Today Socceroos skipper Mile Jedinak told us to "...wait and see...". Wait and see. It's both the message and the problem for this Socceroos' World Cup campaign.
It carries an unspoken burden of anticipation and expectation, the hint of something special brewing - yet without making any firm promises. It requires a leap of faith to believe, but with more than a suggestion that your trust will be rewarded.
It's what a parent tells a child before Christmas... usually about the present the child will actually receive. We want to believe - but what will we receive on Saturday morning against Chile?
Just a few days out from their opening clash, the Socceroos are in fine fettle. The fitness and conditioning work has been timed to perfection.
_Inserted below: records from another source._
use crate::application::controller::PurchaseSessionController;
use crate::domain::catalog::Catalog;
use crate::domain::inventory::ProductDescriptor;
use crate::error::Result;
use tracing::debug;

/// The host-facing billing surface.
///
/// Mirrors the calls a game engine makes into a native billing plugin: every
/// operation answers with a plain `bool` or `String`, and results of
/// asynchronous flows arrive later as notifications. Errors never escape; a
/// rejected call answers `false` and a missing product answers `""`.
#[derive(Clone)]
pub struct BillingPlugin {
    controller: PurchaseSessionController,
}

fn accepted<T>(operation: &str, result: Result<T>) -> bool {
    match result {
        Ok(_) => true,
        Err(e) => {
            debug!(operation, error = %e, "call answered false");
            false
        }
    }
}

impl BillingPlugin {
    pub fn new(controller: PurchaseSessionController) -> Self {
        Self { controller }
    }

    pub fn controller(&self) -> &PurchaseSessionController {
        &self.controller
    }

    /// Starts setup. `in_app` and `subscriptions` are comma-separated product
    /// id lists; the outcome arrives as an `InitMessage`.
    pub async fn init_plugin(&self, public_key: &str, in_app: &str, subscriptions: &str) -> bool {
        let catalog = Catalog::parse(in_app, subscriptions);
        accepted(
            "init_plugin",
            self.controller
                .initialize_with_catalog(public_key, catalog)
                .await,
        )
    }

    pub async fn purchase_in_app(&self, product_id: &str, consume: bool, payload: &str) -> bool {
        accepted(
            "purchase_in_app",
            self.controller.purchase(product_id, consume, payload).await,
        )
    }

    pub async fn purchase_subscription(&self, product_id: &str, payload: &str) -> bool {
        accepted(
            "purchase_subscription",
            self.controller.subscribe(product_id, payload).await,
        )
    }

    pub async fn get_subscriptions_supported(&self) -> bool {
        self.controller.subscriptions_supported().await
    }

    /// True when the current inventory holds a purchase of `product_id`.
    /// With `consume`, that purchase is also consumed without notification.
    pub async fn get_purchase_data(&self, product_id: &str, consume: bool) -> bool {
        accepted(
            "get_purchase_data",
            self.controller
                .restore_and_consume(product_id, consume)
                .await,
        )
    }

    async fn product_field(
        &self,
        product_id: &str,
        field: impl FnOnce(&ProductDescriptor) -> &str,
    ) -> String {
        self.controller
            .product(product_id)
            .await
            .map(|product| field(&product).to_string())
            .unwrap_or_default()
    }

    /// The provider's raw metadata for `product_id`.
    pub async fn get_product_detail(&self, product_id: &str) -> String {
        self.product_field(product_id, ProductDescriptor::raw_json)
            .await
    }

    pub async fn get_product_price(&self, product_id: &str) -> String {
        self.product_field(product_id, |product| product.price.as_str())
            .await
    }

    /// The numeric price in currency units, e.g. `0.99`, or `""` when the
    /// provider reported no micros.
    pub async fn get_product_price_amount(&self, product_id: &str) -> String {
        self.controller
            .product(product_id)
            .await
            .and_then(|product| product.price_amount())
            .map(|amount| amount.normalize().to_string())
            .unwrap_or_default()
    }

    pub async fn get_product_title(&self, product_id: &str) -> String {
        self.product_field(product_id, |product| product.title.as_str())
            .await
    }

    pub async fn get_product_description(&self, product_id: &str) -> String {
        self.product_field(product_id, |product| product.description.as_str())
            .await
    }

    /// Opens the store app, typically so the user can manage a subscription.
    pub async fn start_play_store(&self) -> bool {
        accepted("start_play_store", self.controller.open_store().await)
    }

    pub async fn handle_activity_result(
        &self,
        request_code: i32,
        result_code: i32,
        data: Option<&str>,
    ) -> bool {
        self.controller
            .handle_activity_result(request_code, result_code, data)
            .await
    }

    pub async fn dispose(&self) {
        self.controller.dispose().await;
    }
}
//! Application layer containing the purchase session orchestration.
//!
//! This module defines the `PurchaseSessionController`, which owns the single
//! purchase session and runs every provider call on a spawned `tokio` task so
//! callers never wait on the billing service.

pub mod config;
pub mod controller;
pub mod notifier;
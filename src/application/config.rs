use std::time::Duration;

/// Host object that receives notifications unless configured otherwise.
pub const DEFAULT_RECIPIENT: &str = "BillingPlugin";
/// Request code attached to purchase flows so activity results can be matched.
pub const DEFAULT_REQUEST_CODE: i32 = 10001;

#[derive(Debug, Clone, PartialEq, Eq)]
pub struct ControllerConfig {
    /// Name of the host object notifications are addressed to.
    pub recipient: String,
    /// How long to wait for any single provider call.
    ///
    /// `None` waits forever: a provider that never completes keeps the
    /// session busy until `dispose`.
    pub callback_timeout: Option<Duration>,
    pub request_code: i32,
}

impl Default for ControllerConfig {
    fn default() -> Self {
        Self {
            recipient: DEFAULT_RECIPIENT.to_string(),
            callback_timeout: None,
            request_code: DEFAULT_REQUEST_CODE,
        }
    }
}

impl ControllerConfig {
    pub fn with_recipient(mut self, recipient: impl Into<String>) -> Self {
        self.recipient = recipient.into();
        self
    }

    pub fn with_callback_timeout(mut self, timeout: Duration) -> Self {
        self.callback_timeout = Some(timeout);
        self
    }
}
pub mod script_reader;
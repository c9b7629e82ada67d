mod common;

use billing_bridge::domain::session::SessionState;
use billing_bridge::error::BridgeError;
use billing_bridge::infrastructure::in_memory::InMemoryBillingProvider;
use common::{GatedProvider, Harness, inventory_with_purchases};
use std::sync::Arc;

#[tokio::test]
async fn test_restore_without_consume() {
    let provider = InMemoryBillingProvider::new(inventory_with_purchases());
    let mut harness = Harness::ready(Arc::new(provider.clone()), "").await;

    let purchase = harness
        .controller
        .restore_and_consume("premium", false)
        .await
        .unwrap();
    assert_eq!(purchase.developer_payload, "old");

    assert_eq!(harness.controller.state(), SessionState::Idle);
    assert!(provider.owns("premium").await);
    harness.assert_quiet().await;
}

#[tokio::test]
async fn test_restore_unknown_product() {
    let provider = InMemoryBillingProvider::new(inventory_with_purchases());
    let harness = Harness::ready(Arc::new(provider), "").await;

    let result = harness
        .controller
        .restore_and_consume("infinite_gas", true)
        .await;
    assert!(matches!(result, Err(BridgeError::NotFound(id)) if id == "infinite_gas"));
    assert_eq!(harness.controller.state(), SessionState::Idle);
}

#[tokio::test]
async fn test_restore_with_consume_is_silent() {
    let gated = GatedProvider::new(InMemoryBillingProvider::new(inventory_with_purchases()));
    let mut harness = Harness::ready(Arc::new(gated.clone()), "").await;

    harness
        .controller
        .restore_and_consume("gas", true)
        .await
        .unwrap();
    assert_eq!(
        harness.controller.state(),
        SessionState::RestoringConsumedPurchase
    );

    // Nothing else may start while the restore consume is in flight
    let purchase = harness.controller.purchase("premium", false, "").await;
    assert!(matches!(purchase, Err(BridgeError::Busy(_))));

    gated.release(1);
    assert_eq!(harness.controller.settled().await.state, SessionState::Idle);
    harness.assert_quiet().await;
    assert!(!gated.inner.owns("gas").await);
}

#[tokio::test]
async fn test_failed_restore_consume_is_silent() {
    let provider = InMemoryBillingProvider::new(inventory_with_purchases()).failing_consume("gas");
    let mut harness = Harness::ready(Arc::new(provider.clone()), "").await;

    assert!(
        harness
            .controller
            .restore_and_consume("gas", true)
            .await
            .is_ok()
    );
    assert_eq!(harness.controller.settled().await.state, SessionState::Idle);
    harness.assert_quiet().await;
    assert!(provider.owns("gas").await);
}

#[tokio::test]
async fn test_snapshot_is_not_refreshed_by_purchases() {
    let provider = InMemoryBillingProvider::new(inventory_with_purchases());
    let mut harness = Harness::ready(Arc::new(provider), "").await;

    harness
        .controller
        .restore_and_consume("gas", true)
        .await
        .unwrap();
    harness.controller.settled().await;

    // Still in the snapshot taken at setup
    assert!(
        harness
            .controller
            .restore_and_consume("gas", false)
            .await
            .is_ok()
    );

    // A fresh setup picks up the consume
    harness.controller.initialize("key123", "").await.unwrap();
    assert_eq!(harness.next().await.to_string(), "InitMessage true");
    harness.controller.settled().await;
    assert!(
        harness
            .controller
            .restore_and_consume("gas", false)
            .await
            .is_err()
    );
}
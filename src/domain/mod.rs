//! Domain model: the purchase session state machine, inventory snapshots,
//! host notifications and the ports to the billing provider and the host.

pub mod catalog;
pub mod inventory;
pub mod notification;
pub mod ports;
pub mod purchase;
pub mod session;
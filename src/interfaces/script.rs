use super::csv::script_reader::{ScriptCommand, ScriptOp};
use super::plugin::BillingPlugin;

/// Runs one scripted call and waits for any flow it started to settle.
///
/// Returns the call's immediate answer as text: `true`/`false` for
/// operations, the field value for product lookups.
pub async fn execute(plugin: &BillingPlugin, command: &ScriptCommand) -> String {
    let product = command.product.as_str();
    let payload = command.payload.as_deref().unwrap_or_default();
    let consume = command.consume.unwrap_or(false);

    let answer = match command.op {
        ScriptOp::Purchase => plugin
            .purchase_in_app(product, consume, payload)
            .await
            .to_string(),
        ScriptOp::Subscribe => plugin
            .purchase_subscription(product, payload)
            .await
            .to_string(),
        ScriptOp::Restore => plugin.get_purchase_data(product, consume).await.to_string(),
        ScriptOp::Supported => plugin.get_subscriptions_supported().await.to_string(),
        ScriptOp::Detail => plugin.get_product_detail(product).await,
        ScriptOp::Price => plugin.get_product_price(product).await,
        ScriptOp::Amount => plugin.get_product_price_amount(product).await,
        ScriptOp::Title => plugin.get_product_title(product).await,
        ScriptOp::Description => plugin.get_product_description(product).await,
        ScriptOp::Store => plugin.start_play_store().await.to_string(),
    };

    plugin.controller().settled().await;
    answer
}
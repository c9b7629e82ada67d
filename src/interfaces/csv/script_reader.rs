use crate::error::{BridgeError, Result};
use serde::Deserialize;
use std::fmt;
use std::io::Read;

#[derive(Debug, Deserialize, PartialEq, Eq, Clone, Copy)]
#[serde(rename_all = "lowercase")]
pub enum ScriptOp {
    Purchase,
    Subscribe,
    Restore,
    Supported,
    Detail,
    Price,
    Amount,
    Title,
    Description,
    Store,
}

impl ScriptOp {
    pub fn as_str(self) -> &'static str {
        match self {
            Self::Purchase => "purchase",
            Self::Subscribe => "subscribe",
            Self::Restore => "restore",
            Self::Supported => "supported",
            Self::Detail => "detail",
            Self::Price => "price",
            Self::Amount => "amount",
            Self::Title => "title",
            Self::Description => "description",
            Self::Store => "store",
        }
    }
}

impl fmt::Display for ScriptOp {
    fn fmt(&self, f: &mut fmt::Formatter<'_>) -> fmt::Result {
        f.write_str(self.as_str())
    }
}

/// One plugin call read from a script row `op, product, consume, payload`.
#[derive(Debug, Deserialize, PartialEq, Clone)]
pub struct ScriptCommand {
    pub op: ScriptOp,
    #[serde(default)]
    pub product: String,
    #[serde(default)]
    pub consume: Option<bool>,
    #[serde(default)]
    pub payload: Option<String>,
}

/// Reads plugin calls from a CSV source.
///
/// Wraps `csv::Reader` with whitespace trimming and flexible record lengths,
/// so trailing optional columns may be left out.
pub struct ScriptReader<R: Read> {
    reader: csv::Reader<R>,
}

impl<R: Read> ScriptReader<R> {
    pub fn new(source: R) -> Self {
        let reader = csv::ReaderBuilder::new()
            .trim(csv::Trim::All)
            .flexible(true)
            .from_reader(source);
        Self { reader }
    }

    /// Lazily reads and deserializes commands, one `Result` per row.
    pub fn commands(self) -> impl Iterator<Item = Result<ScriptCommand>> {
        self.reader
            .into_deserialize()
            .map(|result| result.map_err(BridgeError::from))
    }
}
use super::notification::Notification;
use super::purchase::{ConsumeOrigin, PurchaseOutcome};
use super::inventory::PurchaseRecord;
use crate::error::{BridgeError, Result};
use tracing::warn;

#[derive(Debug, Clone, Copy, PartialEq, Eq, Default, Hash)]
pub enum SessionState {
    #[default]
    Uninitialized,
    Idle,
    PurchasingConsumable,
    PurchasingNonConsumable,
    PurchasingSubscription,
    RestoringConsumedPurchase,
}

impl SessionState {
    /// True while a purchase, consume or restore is waiting on the provider.
    pub fn is_busy(self) -> bool {
        !matches!(self, Self::Uninitialized | Self::Idle)
    }
}

/// An observable summary of the session.
#[derive(Debug, Clone, Copy, PartialEq, Eq, Default)]
pub struct SessionStatus {
    pub state: SessionState,
    pub setup_pending: bool,
}

impl SessionStatus {
    /// No setup and no billing flow is waiting on the provider.
    pub fn is_settled(&self) -> bool {
        !self.setup_pending && !self.state.is_busy()
    }
}

/// Identifies one dispatched flow.
///
/// Every accepted operation gets a fresh ticket; a completion carrying any
/// other ticket is stale and leaves the session untouched.
#[derive(Debug, Clone, Copy, PartialEq, Eq)]
pub struct Ticket(u64);

/// What to do after the provider finished a purchase flow.
#[derive(Debug, Clone, PartialEq)]
pub enum PurchaseStep {
    /// The flow is over; report this to the host.
    Notify(Notification),
    /// A consumable was bought; consume it before reporting.
    Consume(PurchaseRecord),
    /// The completion belongs to a flow that is no longer current.
    Stale,
}

/// The single live billing operation.
///
/// At most one flow is in flight. Accepting an operation and moving out of
/// `Idle` happen in the same call, so a caller holding `&mut Session` gets an
/// atomic check-and-set.
#[derive(Debug, Clone, Default, PartialEq)]
pub struct Session {
    state: SessionState,
    active_product_id: Option<String>,
    setup_pending: bool,
    ticket: u64,
}

impl Session {
    pub fn new() -> Self {
        Self::default()
    }

    pub fn state(&self) -> SessionState {
        self.state
    }

    pub fn active_product_id(&self) -> Option<&str> {
        self.active_product_id.as_deref()
    }

    pub fn is_setup_pending(&self) -> bool {
        self.setup_pending
    }

    pub fn status(&self) -> SessionStatus {
        SessionStatus {
            state: self.state,
            setup_pending: self.setup_pending,
        }
    }

    fn issue_ticket(&mut self) -> Ticket {
        self.ticket += 1;
        Ticket(self.ticket)
    }

    fn is_current(&self, ticket: Ticket) -> bool {
        ticket.0 == self.ticket
    }

    pub fn ensure_idle(&self) -> Result<()> {
        match self.state {
            SessionState::Idle => Ok(()),
            SessionState::Uninitialized => Err(BridgeError::NotInitialized),
            busy => Err(BridgeError::Busy(busy)),
        }
    }

    fn reset(&mut self) {
        self.state = SessionState::Idle;
        self.active_product_id = None;
    }

    /// Starts provider setup. The session drops back to `Uninitialized` until
    /// setup completes.
    pub fn begin_setup(&mut self) -> Result<Ticket> {
        if self.state.is_busy() || self.setup_pending {
            return Err(BridgeError::Busy(self.state));
        }
        self.state = SessionState::Uninitialized;
        self.active_product_id = None;
        self.setup_pending = true;
        Ok(self.issue_ticket())
    }

    /// True while the setup identified by `ticket` is still the one awaited.
    pub fn is_setup_current(&self, ticket: Ticket) -> bool {
        self.is_current(ticket) && self.setup_pending
    }

    /// Applies the setup result. Returns false for a stale completion.
    pub fn complete_setup(&mut self, ticket: Ticket, success: bool) -> bool {
        if !self.is_current(ticket) || !self.setup_pending {
            return false;
        }
        self.setup_pending = false;
        if success {
            self.reset();
        }
        true
    }

    pub fn begin_purchase(&mut self, product_id: &str, consume: bool) -> Result<Ticket> {
        self.ensure_idle()?;
        self.state = if consume {
            SessionState::PurchasingConsumable
        } else {
            SessionState::PurchasingNonConsumable
        };
        self.active_product_id = Some(product_id.to_string());
        Ok(self.issue_ticket())
    }

    pub fn begin_subscription(&mut self, product_id: &str, supported: bool) -> Result<Ticket> {
        if !supported {
            return Err(BridgeError::Unsupported);
        }
        self.ensure_idle()?;
        self.state = SessionState::PurchasingSubscription;
        self.active_product_id = Some(product_id.to_string());
        Ok(self.issue_ticket())
    }

    /// Starts consuming a purchase restored from the inventory snapshot.
    pub fn begin_restore(&mut self, product_id: &str) -> Result<Ticket> {
        self.ensure_idle()?;
        self.state = SessionState::RestoringConsumedPurchase;
        self.active_product_id = Some(product_id.to_string());
        Ok(self.issue_ticket())
    }

    pub fn complete_purchase(&mut self, ticket: Ticket, outcome: PurchaseOutcome) -> PurchaseStep {
        if !self.is_current(ticket) {
            return PurchaseStep::Stale;
        }
        match (self.state, outcome) {
            (
                SessionState::PurchasingConsumable
                | SessionState::PurchasingNonConsumable
                | SessionState::PurchasingSubscription,
                Err(failure),
            ) => {
                let product_id = failure
                    .purchase
                    .map(|purchase| purchase.product_id)
                    .or_else(|| self.active_product_id.take())
                    .unwrap_or_default();
                self.reset();
                PurchaseStep::Notify(Notification::purchase_failed(product_id))
            }
            // The consumable stays in flight until the consume completes
            (SessionState::PurchasingConsumable, Ok(purchase)) => PurchaseStep::Consume(purchase),
            (
                SessionState::PurchasingNonConsumable | SessionState::PurchasingSubscription,
                Ok(purchase),
            ) => {
                self.reset();
                PurchaseStep::Notify(Notification::purchase_succeeded(
                    purchase.product_id,
                    purchase.developer_payload,
                ))
            }
            (state, _) => {
                warn!(?state, "purchase completion outside of a purchase flow");
                PurchaseStep::Stale
            }
        }
    }

    /// Applies a consume result. Restore-side consumption never produces a
    /// notification, whatever its outcome.
    pub fn complete_consume(
        &mut self,
        ticket: Ticket,
        origin: ConsumeOrigin,
        outcome: PurchaseOutcome,
    ) -> Option<Notification> {
        if !self.is_current(ticket) || !self.state.is_busy() {
            return None;
        }
        let expected = match origin {
            ConsumeOrigin::NewPurchase => SessionState::PurchasingConsumable,
            ConsumeOrigin::Restore => SessionState::RestoringConsumedPurchase,
        };
        if self.state != expected {
            warn!(state = ?self.state, ?origin, "consume origin disagrees with session state");
        }

        let active_product_id = self.active_product_id.take().unwrap_or_default();
        self.reset();
        match origin {
            ConsumeOrigin::Restore => None,
            ConsumeOrigin::NewPurchase => Some(match outcome {
                Ok(purchase) => {
                    Notification::purchase_succeeded(purchase.product_id, purchase.developer_payload)
                }
                Err(failure) => Notification::purchase_failed(
                    failure
                        .purchase
                        .map(|purchase| purchase.product_id)
                        .unwrap_or(active_product_id),
                ),
            }),
        }
    }

    /// Gives up on the current flow after the provider stopped responding.
    ///
    /// Purchase flows report a failure for the active product; a restore
    /// resets silently.
    pub fn abandon(&mut self, ticket: Ticket) -> Option<Notification> {
        if !self.is_current(ticket) || !self.state.is_busy() {
            return None;
        }
        let state = self.state;
        let product_id = self.active_product_id.take().unwrap_or_default();
        self.reset();
        match state {
            SessionState::RestoringConsumedPurchase => None,
            _ => Some(Notification::purchase_failed(product_id)),
        }
    }

    /// Drops any in-flight flow and returns to `Uninitialized`.
    pub fn shut_down(&mut self) {
        self.state = SessionState::Uninitialized;
        self.active_product_id = None;
        self.setup_pending = false;
        self.issue_ticket();
    }
}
None of them has ever looked fitter, even the eternally slim Tim Cahill.
There's not an ounce of fat left on any of them, their muscles clearly defined even through their training gear. They are quite literally in the best possible shape for the World Cup.
(Bresciano says he's fully recovered from his injury scare but it's possible to detect a hint of suspicion about that from within the FFA camp...although they seem prepared to trust his judgement on his own health.)
Now it's time to hone the skills. Officially, it's being called tapering, but it's moving away from aerobic work to instead refine their touch, especially in front of goal - and that's showing worrying signs of being a little rusty.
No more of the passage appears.